SORACOM Airというのは、IoT向けのモバイル通信サービスでしたが今日から位置付けが変わりました。SORACOM Airの中には、SORACOM Air for セルラーと、SORACOM Air for LoRaWANが存在しています。
そして2月7日15時より、LoRaゲートウェイ、デバイスの個別販売を開始します。また、これまでSORACOMで提供されているアプリケーションサービス、データ転送支援のSORACOM Beam、クラウド連携のFunnel、データ収集・蓄積のHarvestは、LoRaWANに対応します。これにより、LoRaデバイスから簡単にデータ収集、システム連携できます。
またLPWAのシェアリングエコノミーを目指して、ゲートウェイの共有サービスモデルを発表しました。所有モデルを好んで使われるお客様もたくさんいると思います。自営のネットワークを作りビジネスをし、自社の効率化を図ることもとても良いと思います。

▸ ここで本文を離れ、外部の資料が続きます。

//! YAML header extraction.
//!
//! The header is metadata at the very start of a document, delimited by `---`
//! lines:
//!
//! ```markdown
//! ---
//! name: Rust Meetup
//! published: true
//! ---
//! # Body
//! ```
//!
//! Unlike a lenient markdown reader, a missing or broken header is an error
//! here: a collection document without metadata cannot be validated, so the
//! caller must learn about it rather than receive an empty mapping.
//!
//! # Usage
//!
//! ```rust
//! use quire_content::header::{extract_header, HeaderError};
//!
//! let header = extract_header("---\ntitle: Test\n---\nBody").unwrap();
//! assert_eq!(header.get_str("title"), Some("Test"));
//! assert_eq!(header.body(), "Body");
//!
//! let err = extract_header("# No header").unwrap_err();
//! assert_eq!(err, HeaderError::MissingStartDelimiter);
//! ```

use quire_core::{Error, Result};
use serde::de::DeserializeOwned;
use serde_yaml::{Mapping, Value};

/// Line that opens and closes the metadata block.
pub const DELIMITER: &str = "---";

const BOM: char = '\u{feff}';

/// Why a document's header could not be extracted.
#[derive(Debug, Clone, PartialEq, Eq, thiserror::Error)]
#[non_exhaustive]
pub enum HeaderError {
    /// The document does not start with a `---` line.
    #[error("metadata block missing: document must start with '---'")]
    MissingStartDelimiter,

    /// The opening `---` is never closed.
    #[error("metadata block unterminated: no closing '---' line")]
    Unterminated,

    /// The text between the delimiters is not valid YAML.
    #[error("metadata block is not valid YAML: {0}")]
    Malformed(String),

    /// The YAML is valid but is not a key/value mapping.
    #[error("metadata block must be a key/value mapping, found {0}")]
    NotAMapping(&'static str),

    /// The document bytes are not UTF-8.
    #[error("document is not valid UTF-8 (invalid byte at offset {0})")]
    InvalidUtf8(usize),
}

/// A document split into its parsed metadata and its body.
#[derive(Debug, Clone, PartialEq)]
pub struct Header<'a> {
    metadata: Mapping,
    body: &'a str,
}

impl<'a> Header<'a> {
    /// The parsed key/value section.
    pub fn metadata(&self) -> &Mapping {
        &self.metadata
    }

    /// Everything after the closing delimiter line, verbatim.
    pub fn body(&self) -> &'a str {
        self.body
    }

    /// Split into owned metadata and the borrowed body.
    pub fn into_parts(self) -> (Mapping, &'a str) {
        (self.metadata, self.body)
    }

    /// The metadata as a YAML mapping value.
    pub fn to_value(&self) -> Value {
        Value::Mapping(self.metadata.clone())
    }

    /// Look up a raw top-level metadata value.
    pub fn get(&self, key: &str) -> Option<&Value> {
        self.metadata.get(key)
    }

    /// Get a top-level string field.
    pub fn get_str(&self, key: &str) -> Option<&str> {
        self.get(key)?.as_str()
    }

    /// Deserialize the metadata directly into a caller-defined type.
    ///
    /// This bypasses schema validation and coercion; it is a convenience for
    /// callers that already trust their documents.
    ///
    /// ```rust
    /// use quire_content::extract_header;
    /// use serde::Deserialize;
    ///
    /// #[derive(Deserialize)]
    /// struct Meta {
    ///     title: String,
    /// }
    ///
    /// let header = extract_header("---\ntitle: Hello\n---\n").unwrap();
    /// let meta: Meta = header.deserialize().unwrap();
    /// assert_eq!(meta.title, "Hello");
    /// ```
    pub fn deserialize<T: DeserializeOwned>(&self) -> Result<T> {
        serde_yaml::from_value(self.to_value())
            .map_err(|e| Error::parse(format!("Failed to deserialize metadata: {e}")))
    }
}

/// Extract the metadata block and body from a document's text.
///
/// # Behavior
///
/// - A leading UTF-8 byte order mark is skipped.
/// - The first line must be `---` (trailing whitespace and `\r` allowed),
///   otherwise [`HeaderError::MissingStartDelimiter`].
/// - The block ends at the next line that is exactly `---`, otherwise
///   [`HeaderError::Unterminated`].
/// - An empty block (or YAML `null`) gives an empty mapping.
/// - The body is everything after the closing line's newline, untrimmed.
pub fn extract_header(content: &str) -> std::result::Result<Header<'_>, HeaderError> {
    let content = content.strip_prefix(BOM).unwrap_or(content);

    let (opening, after_opening) = next_line(content);
    if !is_delimiter(opening) {
        return Err(HeaderError::MissingStartDelimiter);
    }
    let Some(section) = after_opening else {
        return Err(HeaderError::Unterminated);
    };

    let mut cursor = section;
    let mut section_len = 0;
    loop {
        let (line, rest) = next_line(cursor);
        if is_delimiter(line) {
            let metadata = parse_metadata(&section[..section_len])?;
            return Ok(Header {
                metadata,
                body: rest.unwrap_or(""),
            });
        }
        match rest {
            Some(rest) => {
                section_len += line.len() + 1;
                cursor = rest;
            }
            None => return Err(HeaderError::Unterminated),
        }
    }
}

/// Strip the metadata block, returning only the body.
///
/// Returns the content unchanged when it has no well-formed header.
///
/// ```rust
/// use quire_content::strip_header;
///
/// assert_eq!(strip_header("---\ntitle: Test\n---\n# Heading"), "# Heading");
/// assert_eq!(strip_header("# Heading"), "# Heading");
/// ```
pub fn strip_header(content: &str) -> &str {
    extract_header(content)
        .map(|h| h.body())
        .unwrap_or(content)
}

/// Split off the first line. The second element is `None` when the line has no
/// terminating newline.
fn next_line(s: &str) -> (&str, Option<&str>) {
    match s.find('\n') {
        Some(pos) => (&s[..pos], Some(&s[pos + 1..])),
        None => (s, None),
    }
}

fn is_delimiter(line: &str) -> bool {
    line.trim_end() == DELIMITER
}

fn parse_metadata(yaml: &str) -> std::result::Result<Mapping, HeaderError> {
    if yaml.trim().is_empty() {
        return Ok(Mapping::new());
    }

    match serde_yaml::from_str::<Value>(yaml) {
        Ok(Value::Mapping(mapping)) => Ok(mapping),
        Ok(Value::Null) => Ok(Mapping::new()),
        Ok(other) => Err(HeaderError::NotAMapping(yaml_kind(&other))),
        Err(e) => Err(HeaderError::Malformed(e.to_string())),
    }
}

fn yaml_kind(value: &Value) -> &'static str {
    match value {
        Value::Null => "null",
        Value::Bool(_) => "a boolean",
        Value::Number(_) => "a number",
        Value::String(_) => "a string",
        Value::Sequence(_) => "a sequence",
        Value::Mapping(_) => "a mapping",
        Value::Tagged(_) => "a tagged value",
    }
}

// ============================================================================
// Tests
// ============================================================================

一方で、共有サービスモデルのような新しい考え方を取っていただくお客様もいらっしゃると思います。共有サービスモデルの場合は、値段を下げて使いやすい形を提供させていただきます。また今後、共有されたゲートウェイがどこにあるのかという情報が公開されていく、SORACOM LoRa Spaceも本日から公開します。こちらは、どんどん機能を拡張していきます。LoRaデバイスのArduino開発シールドは、今日から初回キャンペーンとし2月いっぱいのキャンペーン価格での販売を予定しています。お早めにご購入ください。
今回、LoRaゲートウェイのインドアゲートウェイとLoRaデバイスのArduino開発シールド、この2種類を発売します。今後は屋外用のゲートウェイや、センサーが付いたLoRaデバイス等の販売も計画しており、パートナー様と一緒に利用できるLoRaデバイス、ゲートウェイは拡充していきます。
最後になりましたが、ソラコムのビジョンは、「世界中のヒトとモノをつなげ、共鳴する社会」へということで、できるだけIoT向けの通信を使いやすい形で、できるだけ安く提供し、日本だけでなく世界から、たくさんのイノベーションが起こってほしいと思います。それをソラコムが少しでもお手伝いできれば、非常に光栄です。ご清聴ありがとうございました。